Reputation: 1037
I have the following dictionary:
d = {
'results.household.land_tenure_access_restitution.has_land_allocated_relation': ['false', 'true'],
"results.household.land_tenure_access_restitution.is_status_of_claim_required": ["false", "true"]
}
I need to create the following:
d2 = {
'results': {
'household': {
'land_tenure_access_restitution': {
'is_status_of_claim_required': ['false', 'true'],
'has_land_allocated_relation': ['false', 'true']
}
}
}
}
I have written the following code:
f = {}
g = {}
for key, value in d.iteritems():
print f
for n, k in enumerate(reversed(key.split('.'))):
if n == 0:
f = {k: d[key]}
else:
f = {k: f}
g.update(f)
However, the dictionary gets overwritten with the latest key value, since the upper-level key is not unique. I get this output:
{
'results': {
'household': {'land_tenure_access_restitution': {
'has_land_allocated_relation': ['false', 'true']
}}}}
How do I achieve the above-mentioned result?
Upvotes: 1
Views: 441
Reputation: 77837
You're updating far too late in your process: note that your update can happen only when you've traversed the entire string, and are back at the top level of the dict. Any time the root matches, you replace the entire tree.

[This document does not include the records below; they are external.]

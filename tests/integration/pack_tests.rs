//! Registries built from packs

use std::io::Write;

use dcg::rules::pack::{PackMeta, PatternDef};
use dcg::{
    evaluate, Action, Config, PackDefinition, PackError, PatternRegistry, RegistryBuilder,
    SafePaths, Severity, VerdictAction,
};
use tempfile::NamedTempFile;

fn pattern(id: &str, regex: &str, action: Action, severity: Severity) -> PatternDef {
    PatternDef {
        id: id.to_string(),
        regex: regex.to_string(),
        action,
        severity,
        message: format!("{} matched", id),
    }
}

fn pack(name: &str, patterns: Vec<PatternDef>) -> PackDefinition {
    PackDefinition {
        pack: PackMeta {
            name: name.to_string(),
            description: None,
        },
        patterns,
    }
}

fn registry(packs: Vec<PackDefinition>) -> PatternRegistry {
    packs
        .into_iter()
        .try_fold(RegistryBuilder::new(), RegistryBuilder::add_pack)
        .and_then(RegistryBuilder::build)
        .unwrap()
}

fn check(registry: &PatternRegistry, command: &str) -> dcg::Verdict {
    evaluate(command, "integration", registry, &SafePaths::none())
}

// ============================================================================
// Decision properties
// ============================================================================

#[test]
fn test_highest_severity_wins_regardless_of_order() {
    let low = pack(
        "low",
        vec![pattern("frob_any", r"\bfrobnicate\b", Action::Warn, Severity::Low)],
    );
    let critical = pack(
        "critical",
        vec![pattern(
            "frob_all",
            r"\bfrobnicate\s+--all\b",
            Action::Block,
            Severity::Critical,
        )],
    );

    for packs in [
        vec![low.clone(), critical.clone()],
        vec![critical.clone(), low.clone()],
    ] {
        let registry = registry(packs);
        let verdict = check(&registry, "frobnicate --all");
        assert_eq!(verdict.pattern_id.as_deref(), Some("frob_all"));
        assert_eq!(verdict.severity, Some(Severity::Critical));
        assert_eq!(verdict.action, VerdictAction::Block);

        let verdict = check(&registry, "frobnicate one; frobnicate --all");
        assert_eq!(verdict.pattern_id.as_deref(), Some("frob_all"));
    }
}

#[test]
fn test_only_matching_pattern_reported() {
    let patterns = (0..12)
        .map(|i| {
            pattern(
                &format!("tool_{}", i),
                &format!(r"\btool{}\b", i),
                Action::Block,
                Severity::High,
            )
        })
        .collect();
    let registry = registry(vec![pack("numbered", patterns)]);
    assert_eq!(registry.len(), 12);

    for k in [0, 1, 7, 11] {
        let verdict = check(&registry, &format!("deploy tool{} --now", k));
        let expected = format!("tool_{}", k);
        assert_eq!(verdict.pattern_id.as_deref(), Some(expected.as_str()));
    }
    assert!(check(&registry, "deploy tool12").is_allow());
}

#[test]
fn test_warn_action_reported() {
    let registry = registry(vec![pack(
        "team",
        vec![pattern(
            "team_deploy_prod",
            r"\bdeploy\s+--prod\b",
            Action::Warn,
            Severity::Medium,
        )],
    )]);

    let verdict = check(&registry, "make build && deploy --prod");
    assert!(verdict.is_warn());
    assert_eq!(verdict.message.as_deref(), Some("team_deploy_prod matched"));
}

// ============================================================================
// Loading
// ============================================================================

#[test]
fn test_duplicate_id_last_registration_wins() {
    let registry = RegistryBuilder::new()
        .with_core()
        .add_pack(pack(
            "relaxed",
            vec![pattern(
                "git_reset_hard",
                r"\bgit\s+reset\s+--hard\b",
                Action::Warn,
                Severity::Low,
            )],
        ))
        .unwrap()
        .build()
        .unwrap();

    assert_eq!(registry.len(), PatternRegistry::core().len());
    let verdict = check(&registry, "git reset --hard");
    assert!(verdict.is_warn());
    assert_eq!(verdict.severity, Some(Severity::Low));
}

#[test]
fn test_invalid_pack_rejected_whole() {
    let bad = pack(
        "broken",
        vec![
            pattern("fine", r"\bfine\b", Action::Warn, Severity::Low),
            pattern("broken", r"(unclosed", Action::Block, Severity::High),
        ],
    );
    let result = RegistryBuilder::new().with_core().add_pack(bad);
    assert!(matches!(result, Err(PackError::InvalidRegex { ref id, .. }) if id == "broken"));

    let empty_id = pack("nameless", vec![pattern(" ", r"x", Action::Warn, Severity::Low)]);
    assert!(matches!(
        RegistryBuilder::new().add_pack(empty_id),
        Err(PackError::EmptyId { .. })
    ));
}

#[test]
fn test_builtin_packs() {
    let registry = RegistryBuilder::new()
        .with_core()
        .add_builtin("database")
        .and_then(|b| b.add_builtin("containers"))
        .and_then(RegistryBuilder::build)
        .unwrap();

    let verdict = check(&registry, r#"psql -c "DROP TABLE users""#);
    assert!(verdict.is_block());
    assert_eq!(verdict.pattern_id.as_deref(), Some("db_drop_table"));

    let verdict = check(&registry, "kubectl delete namespace staging");
    assert_eq!(verdict.pattern_id.as_deref(), Some("kubectl_delete_namespace"));
    assert_eq!(verdict.severity, Some(Severity::Critical));

    // Core-only registry does not know about SQL
    assert!(check(&PatternRegistry::core(), r#"psql -c "DROP TABLE users""#).is_allow());
}

#[test]
fn test_unknown_builtin_pack() {
    assert!(matches!(
        RegistryBuilder::new().add_builtin("nope"),
        Err(PackError::UnknownPack(ref name)) if name == "nope"
    ));
}

#[test]
fn test_pack_file_through_config() {
    let mut file = NamedTempFile::new().unwrap();
    write!(
        file,
        r#"
        [pack]
        name = "infra"

        [[patterns]]
        id = "terraform_destroy"
        regex = '\bterraform\s+destroy\b'
        action = "BLOCK"
        severity = "HIGH"
        message = "terraform destroy tears down infrastructure"
        "#
    )
    .unwrap();

    let mut config = Config::default();
    config.packs.files = vec![file.path().to_string_lossy().into_owned()];
    let registry = config.build_registry().unwrap();

    let verdict = check(&registry, "cd infra && terraform destroy -auto-approve");
    assert!(verdict.is_block());
    assert_eq!(verdict.pattern_id.as_deref(), Some("terraform_destroy"));
    assert_eq!(
        verdict.message.as_deref(),
        Some("terraform destroy tears down infrastructure")
    );
}

#[test]
fn test_malformed_pack_file() {
    let mut file = NamedTempFile::new().unwrap();
    write!(file, "[pack\nname = ").unwrap();
    assert!(matches!(
        RegistryBuilder::new().add_pack_file(file.path()),
        Err(PackError::Parse(_))
    ));

    assert!(matches!(
        RegistryBuilder::new().add_pack_file(std::path::Path::new("/nonexistent/pack.toml")),
        Err(PackError::Io { .. })
    ));
}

You need to start at the tree's root results
and traverse downward until you detect the need to update, a difference in the existing structure versus the current string. Then you parse the remaining string and build the sub-tree to add, updating when you've reached the end of the string.
Is that sufficient hint for you to do the coding?
Upvotes: 1
Reputation: 61910
You could recursively merge the dictionary:
from functools import reduce
import collections
d = {
'results.household.land_tenure_access_restitution.has_land_allocated_relation': ['false', 'true'],
"results.household.land_tenure_access_restitution.is_status_of_claim_required": ["false", "true"]
}
def dict_merge(dct, merge_dct):
for key, value in merge_dct.items():
if key in dct and isinstance(dct[key], dict) and isinstance(merge_dct[key], collections.Mapping):
dict_merge(dct[key], merge_dct[key])
else:
dct[key] = merge_dct[key]
result = {}
for k, v in d.items():
elements = [v] + list(reversed(k.split('.')))
nested = reduce(lambda x, y: {y: x}, elements)
dict_merge(result, nested)
print(result)
Output
{'results': {'household': {'land_tenure_access_restitution': {'has_land_allocated_relation': ['false', 'true'], 'is_status_of_claim_required': ['false', 'true']}}}}
The function dict_merge
merge two dictionaries recursively, the lines:
elements = [v] + list(reversed(k.split('.')))
nested = reduce(lambda x, y: {y: x}, elements)
create a nested dictionary for each of the keys of the original dictionary.